(EXERCISE BRIEF)
Starting at the line below holding "use crate::store::SessionStore;" and stopping at the line holding "pub fn is_closed(&self)", print every line exactly, both ends included, and leave the rest out.
◇ ◇ ◇ ◇ ◇ ◇ ◇
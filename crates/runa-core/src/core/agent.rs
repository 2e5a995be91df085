//! Agent loop controller.
//!
//! Drives one turn through its phases: awaiting the model, streaming the
//! response, dispatching tools, and back, until the model completes with
//! no tool calls or the turn fails. Every terminal transition persists
//! the session exactly once and emits exactly one terminal event.
//!
//! Turns for the same session are serialized behind a per-session lock;
//! the [`TurnPolicy`] decides whether a second caller waits or is
//! rejected. Cancellation is cooperative via a per-turn
//! [`CancellationToken`]; a cancelled turn persists whatever partial
//! state it accumulated.

use std::collections::HashMap;
use std::fmt;
use std::sync::Arc;
use std::sync::Mutex;
use std::sync::PoisonError;

use serde_json::Value;
use tokio::sync::mpsc;
use tokio_util::sync::CancellationToken;

use crate::config::RuntimeConfig;
use crate::config::TurnPolicy;
use crate::core::assembler::assemble;
use crate::core::assembler::StreamOutcome;
use crate::core::assembler::ToolCall;
use crate::core::context;
use crate::core::errors::ErrorKind;
use crate::core::errors::RuntimeError;
use crate::core::errors::RuntimeResult;
use crate::core::events::AgentEvent;
use crate::core::events::ToolOutput;
use crate::model::ModelBackend;
use crate::model::Summarizer;
use crate::session::ContentBlock;
use crate::session::Message;
use crate::session::Session;
use crate::session::TurnRecord;
use crate::store::SessionStore;
use crate::tools::ToolRegistry;

/// Sender half of the per-turn event channel.
pub type AgentEventTx = mpsc::Sender<AgentEvent>;
/// Receiver half of the per-turn event channel.
pub type AgentEventRx = mpsc::Receiver<AgentEvent>;

/// Creates the bounded event channel for a turn.
pub fn create_event_channel(capacity: usize) -> (AgentEventTx, AgentEventRx) {
    mpsc::channel(capacity.max(1))
}

/// Wrapper around the event channel. All sends await channel capacity so
/// a slow caller applies backpressure instead of losing events; a closed
/// channel reads as implicit cancellation.
#[derive(Clone)]
pub struct EventSender {
    tx: AgentEventTx,
}

impl EventSender {
    pub fn new(tx: AgentEventTx) -> Self {
        Self { tx }
    }

    /// Sends an event, returning false when the receiver is gone.
    pub async fn send(&self, event: AgentEvent) -> bool {
        self.tx.send(event).await.is_ok()
    }

    /// True once the receiver has been dropped.
    pub fn is_closed(&self) -> bool {
        self.tx.is_closed()
    }
}

/// Phase of the turn state machine, recorded in terminal error details.
#[derive(Debug, Clone, Copy, PartialEq, Eq)]
enum TurnPhase {
    AwaitingModel,
    StreamingResponse,
    DispatchingTool,
}

impl fmt::Display for TurnPhase {
    fn fmt(&self, f: &mut fmt::Formatter<'_>) -> fmt::Result {
        let s = match self {
            TurnPhase::AwaitingModel => "awaiting_model",
            TurnPhase::StreamingResponse => "streaming_response",
            TurnPhase::DispatchingTool => "dispatching_tool",
        };
        write!(f, "{s}")
    }
}

/// The agent execution runtime: wires store, backend, summarizer, and
/// tools together and runs turns.
pub struct AgentRuntime {
    store: Arc<dyn SessionStore>,
    backend: Arc<dyn ModelBackend>,
    summarizer: Arc<dyn Summarizer>,
    tools: ToolRegistry,
    config: RuntimeConfig,
    turn_locks: Mutex<HashMap<String, Arc<tokio::sync::Mutex<()>>>>,
}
◇ ◇ ◇ ◇ ◇ ◇ ◇
(EXERCISE RESULT)
use crate::store::SessionStore;
use crate::tools::ToolRegistry;

/// Sender half of the per-turn event channel.
pub type AgentEventTx = mpsc::Sender<AgentEvent>;
/// Receiver half of the per-turn event channel.
pub type AgentEventRx = mpsc::Receiver<AgentEvent>;

/// Creates the bounded event channel for a turn.
pub fn create_event_channel(capacity: usize) -> (AgentEventTx, AgentEventRx) {
    mpsc::channel(capacity.max(1))
}

/// Wrapper around the event channel. All sends await channel capacity so
/// a slow caller applies backpressure instead of losing events; a closed
/// channel reads as implicit cancellation.
#[derive(Clone)]
pub struct EventSender {
    tx: AgentEventTx,
}

impl EventSender {
    pub fn new(tx: AgentEventTx) -> Self {
        Self { tx }
    }

    /// Sends an event, returning false when the receiver is gone.
    pub async fn send(&self, event: AgentEvent) -> bool {
        self.tx.send(event).await.is_ok()
    }

    /// True once the receiver has been dropped.
    pub fn is_closed(&self) -> bool {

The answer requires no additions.